Print all of the data exactly.

*** Opening of Records shown ***

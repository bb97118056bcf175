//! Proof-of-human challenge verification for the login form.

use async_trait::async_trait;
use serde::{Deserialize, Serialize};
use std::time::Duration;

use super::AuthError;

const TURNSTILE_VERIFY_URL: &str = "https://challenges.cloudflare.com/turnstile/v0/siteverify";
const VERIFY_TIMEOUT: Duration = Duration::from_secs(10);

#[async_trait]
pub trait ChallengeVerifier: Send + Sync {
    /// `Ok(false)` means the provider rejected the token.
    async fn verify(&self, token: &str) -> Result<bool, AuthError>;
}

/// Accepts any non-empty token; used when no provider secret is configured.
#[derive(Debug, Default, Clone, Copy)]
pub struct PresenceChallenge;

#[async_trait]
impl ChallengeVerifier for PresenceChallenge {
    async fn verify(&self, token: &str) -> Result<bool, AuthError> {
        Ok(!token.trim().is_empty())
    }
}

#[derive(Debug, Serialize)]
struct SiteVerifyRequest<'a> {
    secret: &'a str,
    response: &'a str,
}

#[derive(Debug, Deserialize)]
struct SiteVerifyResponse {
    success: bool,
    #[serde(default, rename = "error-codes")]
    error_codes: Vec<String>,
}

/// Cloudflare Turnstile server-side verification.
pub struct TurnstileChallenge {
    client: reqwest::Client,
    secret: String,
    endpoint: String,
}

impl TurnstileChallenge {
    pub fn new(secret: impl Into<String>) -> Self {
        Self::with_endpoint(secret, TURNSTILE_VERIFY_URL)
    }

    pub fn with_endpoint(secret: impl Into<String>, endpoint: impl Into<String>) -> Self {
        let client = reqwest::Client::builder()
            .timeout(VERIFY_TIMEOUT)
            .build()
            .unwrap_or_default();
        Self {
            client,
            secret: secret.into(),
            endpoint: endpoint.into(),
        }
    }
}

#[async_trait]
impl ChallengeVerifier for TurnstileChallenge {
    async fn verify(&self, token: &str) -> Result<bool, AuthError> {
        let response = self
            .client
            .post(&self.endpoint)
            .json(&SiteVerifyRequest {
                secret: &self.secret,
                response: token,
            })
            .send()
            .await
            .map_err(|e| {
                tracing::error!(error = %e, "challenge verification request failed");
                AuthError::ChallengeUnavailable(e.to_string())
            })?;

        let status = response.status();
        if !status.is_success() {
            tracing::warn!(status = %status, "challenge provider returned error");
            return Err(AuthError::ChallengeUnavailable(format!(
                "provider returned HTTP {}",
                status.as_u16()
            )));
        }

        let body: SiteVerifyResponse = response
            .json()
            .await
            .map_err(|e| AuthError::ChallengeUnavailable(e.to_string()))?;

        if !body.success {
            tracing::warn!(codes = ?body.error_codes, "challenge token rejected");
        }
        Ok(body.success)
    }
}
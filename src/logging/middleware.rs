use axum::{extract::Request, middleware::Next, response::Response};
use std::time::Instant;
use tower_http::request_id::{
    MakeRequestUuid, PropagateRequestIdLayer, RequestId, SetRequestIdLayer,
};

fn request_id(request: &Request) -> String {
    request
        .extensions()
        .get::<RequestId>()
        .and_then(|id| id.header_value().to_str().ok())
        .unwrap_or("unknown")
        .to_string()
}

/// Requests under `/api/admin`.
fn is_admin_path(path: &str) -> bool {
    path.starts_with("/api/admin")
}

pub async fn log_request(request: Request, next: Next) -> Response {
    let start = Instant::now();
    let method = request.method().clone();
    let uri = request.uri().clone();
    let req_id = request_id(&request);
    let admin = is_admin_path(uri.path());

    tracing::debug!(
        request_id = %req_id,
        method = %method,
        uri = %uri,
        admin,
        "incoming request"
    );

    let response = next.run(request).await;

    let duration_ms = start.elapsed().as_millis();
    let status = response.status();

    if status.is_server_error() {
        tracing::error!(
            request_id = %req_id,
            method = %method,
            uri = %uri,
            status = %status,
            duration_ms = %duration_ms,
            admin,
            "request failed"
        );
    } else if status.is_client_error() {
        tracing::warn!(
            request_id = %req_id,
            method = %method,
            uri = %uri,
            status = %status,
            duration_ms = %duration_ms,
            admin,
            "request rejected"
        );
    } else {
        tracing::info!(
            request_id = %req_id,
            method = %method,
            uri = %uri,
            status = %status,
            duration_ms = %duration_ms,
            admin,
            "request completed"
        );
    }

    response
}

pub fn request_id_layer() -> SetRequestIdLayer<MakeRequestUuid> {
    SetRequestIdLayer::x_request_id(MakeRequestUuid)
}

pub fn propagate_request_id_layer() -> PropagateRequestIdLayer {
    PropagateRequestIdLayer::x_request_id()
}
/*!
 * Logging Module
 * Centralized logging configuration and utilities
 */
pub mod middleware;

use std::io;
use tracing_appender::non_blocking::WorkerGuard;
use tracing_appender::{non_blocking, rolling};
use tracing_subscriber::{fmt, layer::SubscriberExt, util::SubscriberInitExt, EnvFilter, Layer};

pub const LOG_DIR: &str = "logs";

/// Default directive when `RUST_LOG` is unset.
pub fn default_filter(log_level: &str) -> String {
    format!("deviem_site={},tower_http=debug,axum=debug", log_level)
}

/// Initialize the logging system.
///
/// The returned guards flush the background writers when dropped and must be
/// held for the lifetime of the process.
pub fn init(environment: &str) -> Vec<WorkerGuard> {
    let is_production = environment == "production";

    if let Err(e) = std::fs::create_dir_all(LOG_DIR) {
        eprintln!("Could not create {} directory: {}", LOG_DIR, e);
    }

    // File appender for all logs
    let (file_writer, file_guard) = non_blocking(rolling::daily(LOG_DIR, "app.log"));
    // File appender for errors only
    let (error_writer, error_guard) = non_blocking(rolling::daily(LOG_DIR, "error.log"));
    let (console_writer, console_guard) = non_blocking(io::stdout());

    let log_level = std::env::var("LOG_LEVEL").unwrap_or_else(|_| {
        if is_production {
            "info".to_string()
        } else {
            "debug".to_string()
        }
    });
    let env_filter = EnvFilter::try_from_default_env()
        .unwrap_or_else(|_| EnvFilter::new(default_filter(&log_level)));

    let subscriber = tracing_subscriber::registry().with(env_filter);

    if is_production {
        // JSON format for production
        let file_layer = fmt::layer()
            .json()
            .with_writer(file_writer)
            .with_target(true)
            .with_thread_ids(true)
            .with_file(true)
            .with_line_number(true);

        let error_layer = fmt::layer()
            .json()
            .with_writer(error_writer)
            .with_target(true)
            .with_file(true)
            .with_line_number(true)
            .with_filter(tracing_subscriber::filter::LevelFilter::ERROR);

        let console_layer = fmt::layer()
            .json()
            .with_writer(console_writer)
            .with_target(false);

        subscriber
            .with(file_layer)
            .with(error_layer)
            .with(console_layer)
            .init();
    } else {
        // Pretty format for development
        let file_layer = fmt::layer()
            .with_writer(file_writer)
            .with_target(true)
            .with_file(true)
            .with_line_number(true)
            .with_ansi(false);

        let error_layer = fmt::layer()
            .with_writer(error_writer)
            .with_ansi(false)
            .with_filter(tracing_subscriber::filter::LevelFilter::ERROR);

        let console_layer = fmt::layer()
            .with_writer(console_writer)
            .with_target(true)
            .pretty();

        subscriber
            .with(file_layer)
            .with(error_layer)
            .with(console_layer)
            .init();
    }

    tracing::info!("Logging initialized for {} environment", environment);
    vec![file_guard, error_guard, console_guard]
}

*** Close of Records shown ***

Exercise response
repository bb97118056bcf175
//! Proof-of-human challenge verification for the login form.

use async_trait::async_trait;
use serde::{Deserialize, Serialize};
use std::time::Duration;

use super::AuthError;

const TURNSTILE_VERIFY_URL: &str = "https://challenges.cloudflare.com/turnstile/v0/siteverify";
const VERIFY_TIMEOUT: Duration = Duration::from_secs(10);

#[async_trait]
pub trait ChallengeVerifier: Send + Sync {
    /// `Ok(false)` means the provider rejected the token.
    async fn verify(&self, token: &str) -> Result<bool, AuthError>;
}

/// Accepts any non-empty token; used when no provider secret is configured.
#[derive(Debug, Default, Clone, Copy)]
pub struct PresenceChallenge;

#[async_trait]
impl ChallengeVerifier for PresenceChallenge {
    async fn verify(&self, token: &str) -> Result<bool, AuthError> {
        Ok(!token.trim().is_empty())
    }
}

#[derive(Debug, Serialize)]
struct SiteVerifyRequest<'a> {
    secret: &'a str,
    response: &'a str,
}

#[derive(Debug, Deserialize)]
struct SiteVerifyResponse {
    success: bool,
    #[serde(default, rename = "error-codes")]
    error_codes: Vec<String>,
}

/// Cloudflare Turnstile server-side verification.
pub struct TurnstileChallenge {
    client: reqwest::Client,
    secret: String,
    endpoint: String,
}

impl TurnstileChallenge {
    pub fn new(secret: impl Into<String>) -> Self {
        Self::with_endpoint(secret, TURNSTILE_VERIFY_URL)
    }

    pub fn with_endpoint(secret: impl Into<String>, endpoint: impl Into<String>) -> Self {
        let client = reqwest::Client::builder()
            .timeout(VERIFY_TIMEOUT)
            .build()
            .unwrap_or_default();
        Self {
            client,
            secret: secret.into(),
            endpoint: endpoint.into(),
        }
    }
}

#[async_trait]
impl ChallengeVerifier for TurnstileChallenge {
    async fn verify(&self, token: &str) -> Result<bool, AuthError> {
        let response = self
            .client
            .post(&self.endpoint)
            .json(&SiteVerifyRequest {
                secret: &self.secret,
                response: token,
            })
            .send()
            .await
            .map_err(|e| {
                tracing::error!(error = %e, "challenge verification request failed");
                AuthError::ChallengeUnavailable(e.to_string())
            })?;

        let status = response.status();
        if !status.is_success() {
            tracing::warn!(status = %status, "challenge provider returned error");
            return Err(AuthError::ChallengeUnavailable(format!(
                "provider returned HTTP {}",
                status.as_u16()
            )));
        }

        let body: SiteVerifyResponse = response
            .json()
            .await
            .map_err(|e| AuthError::ChallengeUnavailable(e.to_string()))?;

        if !body.success {
            tracing::warn!(codes = ?body.error_codes, "challenge token rejected");
        }
        Ok(body.success)
    }
}
filename src/logging/middleware.rs
use axum::{extract::Request, middleware::Next, response::Response};
use std::time::Instant;
use tower_http::request_id::{
    MakeRequestUuid, PropagateRequestIdLayer, RequestId, SetRequestIdLayer,
};

fn request_id(request: &Request) -> String {
    request
        .extensions()
        .get::<RequestId>()
        .and_then(|id| id.header_value().to_str().ok())
        .unwrap_or("unknown")
        .to_string()
}

/// Requests under `/api/admin`.
fn is_admin_path(path: &str) -> bool {
    path.starts_with("/api/admin")
}

pub async fn log_request(request: Request, next: Next) -> Response {
    let start = Instant::now();
    let method = request.method().clone();
    let uri = request.uri().clone();
    let req_id = request_id(&request);
    let admin = is_admin_path(uri.path());

    tracing::debug!(
        request_id = %req_id,
        method = %method,
        uri = %uri,
        admin,
        "incoming request"
    );

    let response = next.run(request).await;

    let duration_ms = start.elapsed().as_millis();
    let status = response.status();

    if status.is_server_error() {
        tracing::error!(
            request_id = %req_id,
            method = %method,
            uri = %uri,
            status = %status,
            duration_ms = %duration_ms,
            admin,
            "request failed"
        );
    } else if status.is_client_error() {
        tracing::warn!(
            request_id = %req_id,
            method = %method,
            uri = %uri,
            status = %status,
            duration_ms = %duration_ms,
            admin,
            "request rejected"
        );
    } else {
        tracing::info!(
            request_id = %req_id,
            method = %method,
            uri = %uri,
            status = %status,
            duration_ms = %duration_ms,
            admin,
            "request completed"
        );
    }

    response
}

pub fn request_id_layer() -> SetRequestIdLayer<MakeRequestUuid> {
    SetRequestIdLayer::x_request_id(MakeRequestUuid)
}

pub fn propagate_request_id_layer() -> PropagateRequestIdLayer {
    PropagateRequestIdLayer::x_request_id()
}
/*!
 * Logging Module
 * Centralized logging configuration and utilities
 */
pub mod middleware;

use std::io;
use tracing_appender::non_blocking::WorkerGuard;
use tracing_appender::{non_blocking, rolling};
use tracing_subscriber::{fmt, layer::SubscriberExt, util::SubscriberInitExt, EnvFilter, Layer};

pub const LOG_DIR: &str = "logs";

/// Default directive when `RUST_LOG` is unset.
pub fn default_filter(log_level: &str) -> String {
    format!("deviem_site={},tower_http=debug,axum=debug", log_level)
}

/// Initialize the logging system.
///
/// The returned guards flush the background writers when dropped and must be
/// held for the lifetime of the process.
pub fn init(environment: &str) -> Vec<WorkerGuard> {
    let is_production = environment == "production";

    if let Err(e) = std::fs::create_dir_all(LOG_DIR) {
        eprintln!("Could not create {} directory: {}", LOG_DIR, e);
    }

    // File appender for all logs
    let (file_writer, file_guard) = non_blocking(rolling::daily(LOG_DIR, "app.log"));
    // File appender for errors only
    let (error_writer, error_guard) = non_blocking(rolling::daily(LOG_DIR, "error.log"));
    let (console_writer, console_guard) = non_blocking(io::stdout());

    let log_level = std::env::var("LOG_LEVEL").unwrap_or_else(|_| {
        if is_production {
            "info".to_string()
        } else {
            "debug".to_string()
        }
    });
    let env_filter = EnvFilter::try_from_default_env()
        .unwrap_or_else(|_| EnvFilter::new(default_filter(&log_level)));

    let subscriber = tracing_subscriber::registry().with(env_filter);

    if is_production {
        // JSON format for production
        let file_layer = fmt::layer()
            .json()
            .with_writer(file_writer)
            .with_target(true)
            .with_thread_ids(true)
            .with_file(true)
            .with_line_number(true);

        let error_layer = fmt::layer()
            .json()
            .with_writer(error_writer)
            .with_target(true)
            .with_file(true)
            .with_line_number(true)
            .with_filter(tracing_subscriber::filter::LevelFilter::ERROR);

        let console_layer = fmt::layer()
            .json()
            .with_writer(console_writer)
            .with_target(false);

        subscriber
            .with(file_layer)
            .with(error_layer)
            .with(console_layer)
            .init();
    } else {
        // Pretty format for development
        let file_layer = fmt::layer()
            .with_writer(file_writer)
            .with_target(true)
            .with_file(true)
            .with_line_number(true)
            .with_ansi(false);

        let error_layer = fmt::layer()
            .with_writer(error_writer)
            .with_ansi(false)
            .with_filter(tracing_subscriber::filter::LevelFilter::ERROR);

        let console_layer = fmt::layer()
            .with_writer(console_writer)
            .with_target(true)
            .pretty();

        subscriber
            .with(file_layer)
            .with(error_layer)
            .with(console_layer)
            .init();
    }

    tracing::info!("Logging initialized for {} environment", environment);
    vec![file_guard, error_guard, console_guard]
}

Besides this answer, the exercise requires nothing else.